One last thing, there is a website that anyone visiting the Thames (any part of it) would enjoy. It’s called Where Thames Smooth Waters Glide and is here: /thames.me.uk
Your book has a magical atmospheric feel. How did you create this?
If only I could tell you! The odd thing about writing is how difficult it is to recreate the writing process after the event. Most days when I write, I am bitterly disappointed with what I’ve done. The magic seems entirely lacking. Then I start to spot little bits here and there that are not too bad. Then more of them. Over the years the fairies that live in my computer sprinkle their fairy dust over my dismal efforts and eventually it sort of sticks. More prosaically, I suspect it’s time that creates the magic.
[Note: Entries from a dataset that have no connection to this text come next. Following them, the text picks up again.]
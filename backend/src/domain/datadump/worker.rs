//! Queue consumer driving [`DatadumpRunner`].

use std::future::Future;
use std::sync::Arc;
use std::time::Duration;

use tracing::{debug, error, info, warn};

use super::service::map_queue_error;
use super::{DatadumpJob, DatadumpOutcome, DatadumpRunner, JobTicket};
use crate::domain::Error;
use crate::domain::ports::DatadumpQueue;

/// What one poll of the queue achieved.
#[derive(Debug, Clone, PartialEq, Eq)]
pub enum PollOutcome {
    /// The queue held no claimable job.
    Idle,
    Completed(JobTicket),
    /// The job failed and was released for a later resume.
    Failed(JobTicket),
}

/// Interval between claim renewals while a job runs.
pub const DEFAULT_HEARTBEAT_INTERVAL: Duration = Duration::from_secs(60);

/// Claims queued jobs one at a time and runs them to completion.
///
/// The claim is renewed every heartbeat while the job runs, so the heartbeat
/// must stay well inside the queue's claim lease.
#[derive(Clone)]
pub struct DatadumpWorker {
    queue: Arc<dyn DatadumpQueue>,
    runner: DatadumpRunner,
    worker_id: String,
    heartbeat: Duration,
}

impl DatadumpWorker {
    pub fn new(
        queue: Arc<dyn DatadumpQueue>,
        runner: DatadumpRunner,
        worker_id: impl Into<String>,
    ) -> Self {
        Self {
            queue,
            runner,
            worker_id: worker_id.into(),
            heartbeat: DEFAULT_HEARTBEAT_INTERVAL,
        }
    }

    pub fn with_heartbeat(mut self, heartbeat: Duration) -> Self {
        self.heartbeat = heartbeat.max(Duration::from_millis(1));
        self
    }

    pub fn worker_id(&self) -> &str {
        &self.worker_id
    }

    /// Claim and run at most one job.
    ///
    /// A failing job is recorded on its status and handed back to the queue,
    /// so the returned error only covers queue failures.
    pub async fn poll_once(&self) -> Result<PollOutcome, Error> {
        let Some(job) = self
            .queue
            .claim_next(&self.worker_id)
            .await
            .map_err(map_queue_error)?
        else {
            return Ok(PollOutcome::Idle);
        };

        match self.run_with_heartbeat(&job).await {
            Ok(outcome) => {
                self.queue
                    .mark_finished(&job.ticket, true)
                    .await
                    .map_err(map_queue_error)?;
                info!(
                    ticket = %job.ticket,
                    worker = %self.worker_id,
                    total = outcome.total,
                    written = outcome.written,
                    "datadump complete"
                );
                Ok(PollOutcome::Completed(job.ticket))
            }
            Err(run_error) => {
                warn!(
                    ticket = %job.ticket,
                    worker = %self.worker_id,
                    error = %run_error,
                    "datadump failed"
                );
                if let Err(status_error) = self.runner.fail(&job.ticket, &run_error).await {
                    error!(ticket = %job.ticket, error = %status_error, "recording failure failed");
                }
                self.queue
                    .mark_finished(&job.ticket, false)
                    .await
                    .map_err(map_queue_error)?;
                Ok(PollOutcome::Failed(job.ticket))
            }
        }
    }

    async fn run_with_heartbeat(&self, job: &DatadumpJob) -> Result<DatadumpOutcome, Error> {
        let run = self.runner.run(job, &self.worker_id);
        tokio::pin!(run);
        let mut heartbeat = tokio::time::interval(self.heartbeat);
        heartbeat.tick().await;
        loop {
            tokio::select! {
                result = &mut run => return result,
                _ = heartbeat.tick() => {
                    if let Err(err) = self.queue.renew_claim(&job.ticket, &self.worker_id).await {
                        warn!(ticket = %job.ticket, error = %err, "datadump claim renewal failed");
                    }
                }
            }
        }
    }

    /// Poll until `shutdown` resolves, sleeping `idle_interval` whenever the
    /// queue is empty or unreachable.
    pub async fn run_until(&self, idle_interval: Duration, shutdown: impl Future<Output = ()>) {
        tokio::pin!(shutdown);
        info!(worker = %self.worker_id, "datadump worker started");
        loop {
            let outcome = tokio::select! {
                () = &mut shutdown => break,
                outcome = self.poll_once() => outcome,
            };
            let idle = match outcome {
                Ok(PollOutcome::Idle) => true,
                Ok(_) => false,
                Err(err) => {
                    warn!(worker = %self.worker_id, error = %err, "queue poll failed");
                    true
                }
            };
            if idle {
                debug!(worker = %self.worker_id, "queue idle");
                tokio::select! {
                    () = &mut shutdown => break,
                    () = tokio::time::sleep(idle_interval) => {}
                }
            }
        }
        info!(worker = %self.worker_id, "datadump worker stopped");
    }
}

#[cfg(test)]
#[path = "worker_tests.rs"]
mod tests;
Where did you write this book? Anywhere ‘inn’ like?
I’ve rarely been able to get on with creative writing in public spaces, but for a time I did go to a café every Friday morning to hold a breakfast meeting with myself. I would check progress for the week just gone and set goals for the week ahead. Around me would be businessmen in suits, tapping away at their iPads and laptops (it was London). Meanwhile I scribbled minutes and action points with pencil on paper, using a clipboard. The weekly café habit gave me some structure, a routine – and also a croissant and coffee!
Thank you Diane for one of the most magical and ethereal Booktrails I’ve ever been lucky enough to go on!